Wednesday, September 7, 2016

Colour planning and other adventures with walls

For weeks now I've been sparing you all from any discussion of interior decorating, even though there is a ton of decision-making going on behind the screen here.  I'd like to tell you it's just the fun stuff - fabric and paint - but, Nope.  And I think that's why I am increasingly drawn to the palest of pale wall colour options.



What I am learning is that every decision impacts several others, and this is why interior designers are worth a lot of money and should be involved from the get-go.  At almost any stage of a renovation there are just so many ways to achieve the effect you want in the end - why not pick the one that will keep lots of options open?

Because you don't think of the options in time, that's why.  Not unless you're very clever and/or very experienced.

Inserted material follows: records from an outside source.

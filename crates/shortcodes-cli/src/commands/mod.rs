//! CLI command implementations.

pub(crate) mod compile;
pub(crate) mod list;

pub(crate) use compile::CompileArgs;
pub(crate) use list::ListArgs;

use std::path::{Path, PathBuf};

use shortcodes::{HandlerProvider, StaticRegistry};
use shortcodes_config::{CliSettings, Config};
use shortcodes_fs::DirectoryProvider;

use crate::error::CliError;

/// Load config and discover the template handlers it points at.
///
/// Discovery errors are returned instead of leaving the registry empty.
fn load_registry(
    config_path: Option<&Path>,
    templates_dir: Option<PathBuf>,
    recursion_limit: Option<usize>,
) -> Result<(Config, StaticRegistry), CliError> {
    let cli_settings = CliSettings {
        templates_dir,
        recursion_limit,
    };
    let config = Config::load(config_path, Some(&cli_settings))?;

    let templates = &config.templates_resolved;
    tracing::debug!(
        dir = %templates.dir.display(),
        extension = %templates.extension,
        "Loading templates"
    );

    let provider =
        DirectoryProvider::new(&templates.dir).with_extension(templates.extension.clone());
    let registry = StaticRegistry::from_handlers(provider.discover()?);

    Ok((config, registry))
}

#[cfg(test)]
mod tests {
    use super::*;
    use pretty_assertions::assert_eq;
    use shortcodes::{Compiler, Handler, Registry};

    #[test]
    fn test_load_registry_from_config() {
        let dir = tempfile::tempdir().unwrap();
        let config_path = dir.path().join("shortcodes.toml");
        std::fs::write(
            &config_path,
            "[compiler]\nrecursion_limit = 1\n\n[templates]\ndir = \"partials\"\n",
        )
        .unwrap();
        std::fs::create_dir(dir.path().join("partials")).unwrap();
        std::fs::write(dir.path().join("partials/Note.html"), "<p>{{ body }}</p>").unwrap();

        let (config, registry) = load_registry(Some(&config_path), None, None).unwrap();

        assert_eq!(config.compiler.recursion_limit, 1);
        let names: Vec<_> = registry.all().iter().map(|h| h.name().to_owned()).collect();
        assert_eq!(names, vec!["note"]);

        let compiled = Compiler::new(registry).compile("[note]hi[/note]").unwrap();
        assert_eq!(compiled, "<p>hi</p>");
    }

    #[test]
    fn test_load_registry_templates_override() {
        let dir = tempfile::tempdir().unwrap();
        let config_path = dir.path().join("shortcodes.toml");
        std::fs::write(&config_path, "").unwrap();
        let templates = dir.path().join("elsewhere");
        std::fs::create_dir(&templates).unwrap();
        std::fs::write(templates.join("call-out.html"), "!").unwrap();

        let (config, registry) =
            load_registry(Some(&config_path), Some(templates.clone()), Some(2)).unwrap();

        assert_eq!(config.templates_resolved.dir, templates);
        assert_eq!(config.compiler.recursion_limit, 2);
        assert!(registry.lookup("call_out").is_some());
    }

    #[test]
    fn test_load_registry_missing_config() {
        let err = load_registry(Some(Path::new("/nonexistent/shortcodes.toml")), None, None)
            .unwrap_err();
        assert!(matches!(err, CliError::Config(_)));
    }
}
//! Handler dispatch for a single matched tag.

use crate::{CompileError, Registry, TagMatch, parse_attributes};

/// Outcome of dispatching one tag.
///
/// The compiler splices [`Literal`](Self::Literal) and
/// [`Rendered`](Self::Rendered) text in place of the match. For
/// [`Unhandled`](Self::Unhandled) it keeps the opening tag and scans the
/// rest as ordinary text.
#[derive(Debug, Clone, PartialEq, Eq)]
pub enum Dispatch<'a> {
    /// Escaped tag with one bracket layer removed.
    Literal(&'a str),
    /// Handler output.
    Rendered(String),
    /// No handler registered for the tag name.
    Unhandled,
}

/// Resolve and run the handler for `tag`.
///
/// Escaped tags are never looked up. Malformed attributes skip `cast` and
/// call `output` with `None`.
///
/// # Errors
///
/// Returns [`CompileError::Handler`] if the handler's `cast` or `output`
/// fails.
pub fn dispatch<'a, R>(registry: &R, tag: &TagMatch<'a>) -> Result<Dispatch<'a>, CompileError>
where
    R: Registry + ?Sized,
{
    if tag.escaped {
        return Ok(Dispatch::Literal(tag.literal()));
    }

    let Some(handler) = registry.lookup(tag.name) else {
        tracing::debug!(tag = tag.name, "No handler registered, passing through");
        return Ok(Dispatch::Unhandled);
    };

    let handler_error = |source| CompileError::Handler {
        tag: tag.name.to_owned(),
        source,
    };

    let cast = match parse_attributes(tag.raw_attributes) {
        Ok(attrs) => Some(handler.cast(attrs).map_err(handler_error)?),
        Err(e) => {
            tracing::warn!(tag = tag.name, error = %e, "Malformed shortcode attributes");
            None
        }
    };

    tracing::trace!(tag = tag.name, has_body = tag.body.is_some(), "Dispatching shortcode");
    let output = handler.output(cast, tag.body).map_err(handler_error)?;

    Ok(Dispatch::Rendered(output))
}
//! `shortcodes list` command implementation.

use std::path::PathBuf;

use clap::Args;
use shortcodes::{Handler, Registry};

use super::load_registry;
use crate::error::CliError;
use crate::output::Output;

/// Arguments for the list command.
#[derive(Args)]
pub(crate) struct ListArgs {
    /// Path to configuration file (default: auto-discover shortcodes.toml).
    #[arg(short, long)]
    config: Option<PathBuf>,

    /// Template directory (overrides config).
    #[arg(short, long, env = "SHORTCODES_TEMPLATES")]
    templates: Option<PathBuf>,

    /// Enable verbose output (debug logs).
    #[arg(short, long)]
    pub verbose: bool,
}

impl ListArgs {
    pub(crate) fn execute(self) -> Result<(), CliError> {
        let output = Output::new();

        let (config, registry) = load_registry(self.config.as_deref(), self.templates, None)?;

        let handlers = registry.all();
        if handlers.is_empty() {
            output.warning(&format!(
                "No templates found in {}",
                config.templates_resolved.dir.display()
            ));
            return Ok(());
        }

        for handler in handlers {
            output.result_line(handler.name())?;
        }
        Ok(())
    }
}
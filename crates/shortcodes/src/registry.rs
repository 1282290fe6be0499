//! Tag name to handler lookup.
//!
//! - [`Registry`]: the lookup interface the compiler depends on
//! - [`StaticRegistry`]: a fixed set of handlers
//! - [`CachedRegistry`]: handlers discovered by a [`HandlerProvider`], built
//!   on first use and rebuilt after [`Registry::invalidate`]
//!
//! # Thread Safety
//!
//! `CachedRegistry` is designed for concurrent access:
//! - `lookup()` clones an `Arc` snapshot under a short read lock
//! - the first lookup after construction or invalidation rebuilds under
//!   double-checked locking, so discovery runs once per invalidation
//! - `invalidate()` is lock-free (atomic generation counter)
//!
//! An `invalidate()` that lands while a rebuild is running leaves the new
//! snapshot stale, so the next lookup discovers again.

use std::collections::HashMap;
use std::fmt;
use std::path::PathBuf;
use std::sync::atomic::{AtomicU64, Ordering};
use std::sync::{Arc, Mutex, PoisonError, RwLock};
use std::time::Instant;

use crate::Handler;

type HandlerMap = HashMap<String, Arc<dyn Handler>>;

/// Lookup of handlers by tag name.
pub trait Registry: Send + Sync {
    /// Find the handler for `name`.
    fn lookup(&self, name: &str) -> Option<Arc<dyn Handler>>;

    /// All registered handlers, sorted by name.
    fn all(&self) -> Vec<Arc<dyn Handler>>;

    /// Drop cached state so the next lookup sees newly added handlers.
    fn invalidate(&self);
}

impl<R: Registry + ?Sized> Registry for Arc<R> {
    fn lookup(&self, name: &str) -> Option<Arc<dyn Handler>> {
        (**self).lookup(name)
    }

    fn all(&self) -> Vec<Arc<dyn Handler>> {
        (**self).all()
    }

    fn invalidate(&self) {
        (**self).invalidate();
    }
}

/// Build a name map; later handlers replace earlier ones with the same name.
fn index_handlers(handlers: impl IntoIterator<Item = Arc<dyn Handler>>) -> HandlerMap {
    let mut map = HandlerMap::new();
    for handler in handlers {
        let name = handler.name().to_owned();
        if map.insert(name.clone(), handler).is_some() {
            tracing::warn!(tag = %name, "Duplicate shortcode handler, keeping the last one");
        }
    }
    map
}

fn sorted_handlers(map: &HandlerMap) -> Vec<Arc<dyn Handler>> {
    let mut handlers: Vec<_> = map.values().map(Arc::clone).collect();
    handlers.sort_by(|a, b| a.name().cmp(b.name()));
    handlers
}

/// Registry over a fixed handler set.
///
/// # Example
///
/// ```
/// use shortcodes::{Attributes, HandlerError, Registry, Shortcode, StaticRegistry};
///
/// struct Year;
///
/// impl Shortcode for Year {
///     type Attrs = Attributes;
///     fn name(&self) -> &str { "year" }
///     fn output(&self, _: Option<Attributes>, _: Option<&str>) -> Result<String, HandlerError> {
///         Ok("2024".to_owned())
///     }
/// }
///
/// let registry = StaticRegistry::new().with(Year);
/// assert!(registry.lookup("year").is_some());
/// assert!(registry.lookup("month").is_none());
/// ```
#[derive(Default)]
pub struct StaticRegistry {
    handlers: HandlerMap,
}

impl StaticRegistry {
    #[must_use]
    pub fn new() -> Self {
        Self::default()
    }

    /// Create a registry from already boxed handlers.
    #[must_use]
    pub fn from_handlers(handlers: impl IntoIterator<Item = Arc<dyn Handler>>) -> Self {
        Self {
            handlers: index_handlers(handlers),
        }
    }

    /// Register a handler.
    #[must_use]
    pub fn with<H: Handler + 'static>(mut self, handler: H) -> Self {
        self.insert(Arc::new(handler));
        self
    }

    /// Register a shared handler, replacing any handler with the same name.
    pub fn insert(&mut self, handler: Arc<dyn Handler>) {
        let name = handler.name().to_owned();
        if self.handlers.insert(name.clone(), handler).is_some() {
            tracing::warn!(tag = %name, "Duplicate shortcode handler, keeping the last one");
        }
    }

    #[must_use]
    pub fn len(&self) -> usize {
        self.handlers.len()
    }

    #[must_use]
    pub fn is_empty(&self) -> bool {
        self.handlers.is_empty()
    }
}

impl fmt::Debug for StaticRegistry {
    fn fmt(&self, f: &mut fmt::Formatter<'_>) -> fmt::Result {
        let mut names: Vec<_> = self.handlers.keys().collect();
        names.sort();
        f.debug_struct("StaticRegistry")
            .field("handlers", &names)
            .finish()
    }
}

impl Registry for StaticRegistry {
    fn lookup(&self, name: &str) -> Option<Arc<dyn Handler>> {
        self.handlers.get(name).map(Arc::clone)
    }

    fn all(&self) -> Vec<Arc<dyn Handler>> {
        sorted_handlers(&self.handlers)
    }

    fn invalidate(&self) {}
}

/// Error returned by a [`HandlerProvider`] during discovery.
#[derive(Debug, thiserror::Error)]
pub enum ProviderError {
    /// Reading a handler source failed.
    #[error("failed to read {}: {source}", .path.display())]
    Io {
        /// Path being read.
        path: PathBuf,
        /// Underlying I/O error.
        #[source]
        source: std::io::Error,
    },
    /// Provider-specific failure.
    #[error("{0}")]
    Other(String),
}

/// Discovers the handlers available to a [`CachedRegistry`].
pub trait HandlerProvider: Send + Sync {
    fn discover(&self) -> Result<Vec<Arc<dyn Handler>>, ProviderError>;
}

/// Registry that discovers handlers lazily and caches them.
///
/// Discovery runs on the first lookup and again on the first lookup after
/// [`invalidate`](Registry::invalidate). A failing provider is logged and
/// yields an empty handler set until the next invalidation.
pub struct CachedRegistry<P> {
    provider: P,
    /// Serializes rebuilds.
    reload_lock: Mutex<()>,
    /// Current handler snapshot (atomically swappable).
    current: RwLock<Arc<HandlerMap>>,
    /// Bumped by every invalidation.
    generation: AtomicU64,
    /// Generation the current snapshot was built for.
    built: AtomicU64,
}

impl<P: HandlerProvider> CachedRegistry<P> {
    #[must_use]
    pub fn new(provider: P) -> Self {
        Self {
            provider,
            reload_lock: Mutex::new(()),
            current: RwLock::new(Arc::new(HandlerMap::new())),
            generation: AtomicU64::new(1),
            built: AtomicU64::new(0),
        }
    }

    /// The underlying provider.
    pub fn provider(&self) -> &P {
        &self.provider
    }

    /// Current handler map, rebuilding it first if invalid.
    fn snapshot(&self) -> Arc<HandlerMap> {
        // Fast path: cache valid
        if self.is_valid() {
            return self.current();
        }

        let _guard = self
            .reload_lock
            .lock()
            .unwrap_or_else(PoisonError::into_inner);

        // Double-check after acquiring lock
        if self.is_valid() {
            return self.current();
        }

        // Read before discovery so a concurrent invalidation stays visible
        let generation = self.generation.load(Ordering::Acquire);
        let start = Instant::now();
        let map = match self.provider.discover() {
            Ok(handlers) => index_handlers(handlers),
            Err(e) => {
                tracing::warn!(error = %e, "Failed to discover shortcode handlers");
                HandlerMap::new()
            }
        };

        let map = Arc::new(map);
        *self
            .current
            .write()
            .unwrap_or_else(PoisonError::into_inner) = Arc::clone(&map);
        self.built.store(generation, Ordering::Release);

        tracing::info!(
            handler_count = map.len(),
            elapsed_ms = start.elapsed().as_secs_f64() * 1000.0,
            "Shortcode registry rebuilt"
        );

        map
    }

    fn is_valid(&self) -> bool {
        self.built.load(Ordering::Acquire) == self.generation.load(Ordering::Acquire)
    }

    fn current(&self) -> Arc<HandlerMap> {
        Arc::clone(&self.current.read().unwrap_or_else(PoisonError::into_inner))
    }
}

impl<P: HandlerProvider> Registry for CachedRegistry<P> {
    fn lookup(&self, name: &str) -> Option<Arc<dyn Handler>> {
        self.snapshot().get(name).map(Arc::clone)
    }

    fn all(&self) -> Vec<Arc<dyn Handler>> {
        sorted_handlers(&self.snapshot())
    }

    fn invalidate(&self) {
        self.generation.fetch_add(1, Ordering::AcqRel);
    }
}
//! Shortcode compiler.
//!
//! Replaces every tag in a text with its handler's output in one
//! left-to-right pass.

use std::sync::Arc;

use crate::dispatch::{Dispatch, dispatch};
use crate::{Handler, HandlerError, Registry, StaticRegistry, TagMatcher};

/// Error returned by [`Compiler::compile`].
#[derive(Debug, thiserror::Error)]
pub enum CompileError {
    /// A handler failed while casting or rendering.
    #[error("shortcode `{tag}` failed: {source}")]
    Handler {
        /// Tag name of the failing handler.
        tag: String,
        /// Handler error.
        #[source]
        source: HandlerError,
    },
}

/// Configuration for the compiler.
#[derive(Debug, Clone, Default, PartialEq, Eq)]
pub struct CompilerConfig {
    /// How many levels of handler output are compiled again.
    ///
    /// Default: 0 (handler output is spliced in as-is)
    pub recursion_limit: usize,
}

impl CompilerConfig {
    #[must_use]
    pub fn new() -> Self {
        Self::default()
    }

    /// Set the recursion limit.
    #[must_use]
    pub fn with_recursion_limit(mut self, limit: usize) -> Self {
        self.recursion_limit = limit;
        self
    }
}

/// Compiles shortcodes against a [`Registry`].
///
/// A compiler holds no per-call state, so one instance can serve
/// concurrent `compile` calls.
///
/// # Example
///
/// ```
/// use shortcodes::{Attributes, Compiler, HandlerError, Shortcode, StaticRegistry};
///
/// struct Upper;
///
/// impl Shortcode for Upper {
///     type Attrs = Attributes;
///     fn name(&self) -> &str { "upper" }
///     fn output(&self, _: Option<Attributes>, body: Option<&str>) -> Result<String, HandlerError> {
///         Ok(body.unwrap_or_default().to_uppercase())
///     }
/// }
///
/// let compiler = Compiler::new(StaticRegistry::new().with(Upper));
/// let output = compiler.compile("Say [upper]hello[/upper], not [[upper]] or [lower].").unwrap();
/// assert_eq!(output, "Say HELLO, not [upper] or [lower].");
/// ```
pub struct Compiler<R> {
    registry: R,
    config: CompilerConfig,
}

impl<R: Registry> Compiler<R> {
    /// Create a compiler with default configuration.
    #[must_use]
    pub fn new(registry: R) -> Self {
        Self::with_config(registry, CompilerConfig::default())
    }

    #[must_use]
    pub fn with_config(registry: R, config: CompilerConfig) -> Self {
        Self { registry, config }
    }

    pub fn registry(&self) -> &R {
        &self.registry
    }

    pub fn config(&self) -> &CompilerConfig {
        &self.config
    }

    /// Compile all shortcodes in `input`.
    ///
    /// Unknown tags are left unchanged, though tags inside their body are
    /// still compiled. Escaped tags lose one bracket layer.
    ///
    /// # Errors
    ///
    /// Returns [`CompileError::Handler`] as soon as any handler fails; no
    /// partial output is returned.
    pub fn compile(&self, input: &str) -> Result<String, CompileError> {
        self.compile_with_depth(input, 0)
    }

    fn compile_with_depth(&self, input: &str, depth: usize) -> Result<String, CompileError> {
        let mut output = String::with_capacity(input.len());
        let mut last = 0;
        let mut matcher = TagMatcher::new(input);

        while let Some(tag) = matcher.next() {
            output.push_str(&input[last..tag.span.start]);
            last = tag.span.end;

            match dispatch(&self.registry, &tag)? {
                Dispatch::Literal(text) => output.push_str(text),
                Dispatch::Rendered(rendered) => {
                    let expanded = self.expand(rendered, depth)?;
                    output.push_str(&expanded);
                }
                Dispatch::Unhandled => {
                    // Only the opening tag is kept; its body is scanned as text
                    let opening = tag.opening();
                    output.push_str(opening);
                    last = tag.span.start + opening.len();
                    matcher = TagMatcher::resume(input, last);
                }
            }
        }

        output.push_str(&input[last..]);
        Ok(output)
    }

    /// Compile handler output again while under the recursion limit.
    fn expand(&self, rendered: String, depth: usize) -> Result<String, CompileError> {
        let limit = self.config.recursion_limit;
        if limit == 0 {
            return Ok(rendered);
        }
        if depth >= limit {
            if TagMatcher::new(&rendered).next().is_some() {
                tracing::warn!(limit, "Shortcode recursion limit reached, output left unexpanded");
            }
            return Ok(rendered);
        }
        self.compile_with_depth(&rendered, depth + 1)
    }
}

/// Compile `input` against a fixed handler set.
///
/// # Errors
///
/// Returns [`CompileError::Handler`] if any handler fails.
pub fn compile_with(
    input: &str,
    handlers: impl IntoIterator<Item = Arc<dyn Handler>>,
) -> Result<String, CompileError> {
    Compiler::new(StaticRegistry::from_handlers(handlers)).compile(input)
}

I'm getting better at this job, though.  Just today for example Brian called to make sure it was okay with me if he put our thermostat in the hallway at the top of the stairs to the basement, beside the light switch that's next to the doorway to the living room.  My gut reaction was Yes Please, because if he puts it anywhere else on the main floor it will be near a gas fireplace and any time we use said fireplace the temperature in the rest of the house will drop like a rock, just like it did in the previous version of our house.

And then I stopped myself mid sentence and said WAIT - is having the thermostat beside a light switch going to chew up that wall such that I can't hang a painting there?  Because I suddenly remembered we have very little space to hang art in the new house, and a lot of art to hang, and this particular wall was going to be a blank canvas for us.

(In the end we decided that Brian would choose what's best for him and then get Ray's okay, because Ray hangs a lot of art himself, and thinks about stuff like ideal thermostat placement, and ultimately the thermostat is important and I can always run a row of plates or something over the top of all the switches and knobs.  It will still look good in the end, somehow.)


The heating and ventilation system is influencing all sorts of design decisions actually, all over the house.  We went with in-floor heat to avoid losing precious square footage to ductwork, so instead there are some interior walls full of copper pipe with the size of the doorways adjusted, by which I mean narrowed, to accommodate them.  I pity anybody in the future who decides to make the place a little more open concept because we've already picked the most practical places for those to go - even if it wouldn't cost a fortune to move them, there's simply nowhere else for them to be.

And even the most practical place is not always wonderful.  We decided to put the manifold for the first and second floor heat into our bedroom closet to spare the custom cabinetry that's going into the kitchen and dining room, but that was before I realized we are talking about a panel 22" wide, 18" tall, and as much as 4" deep that has to be accessible so we can turn the water on and off if necessary.  The master closet is already pretty small for two people, one of whom owns a ridiculous number of shoes (and I'm not talking about moi, though I can't complain because most of them are for running and ball hockey and I should be more active myself.)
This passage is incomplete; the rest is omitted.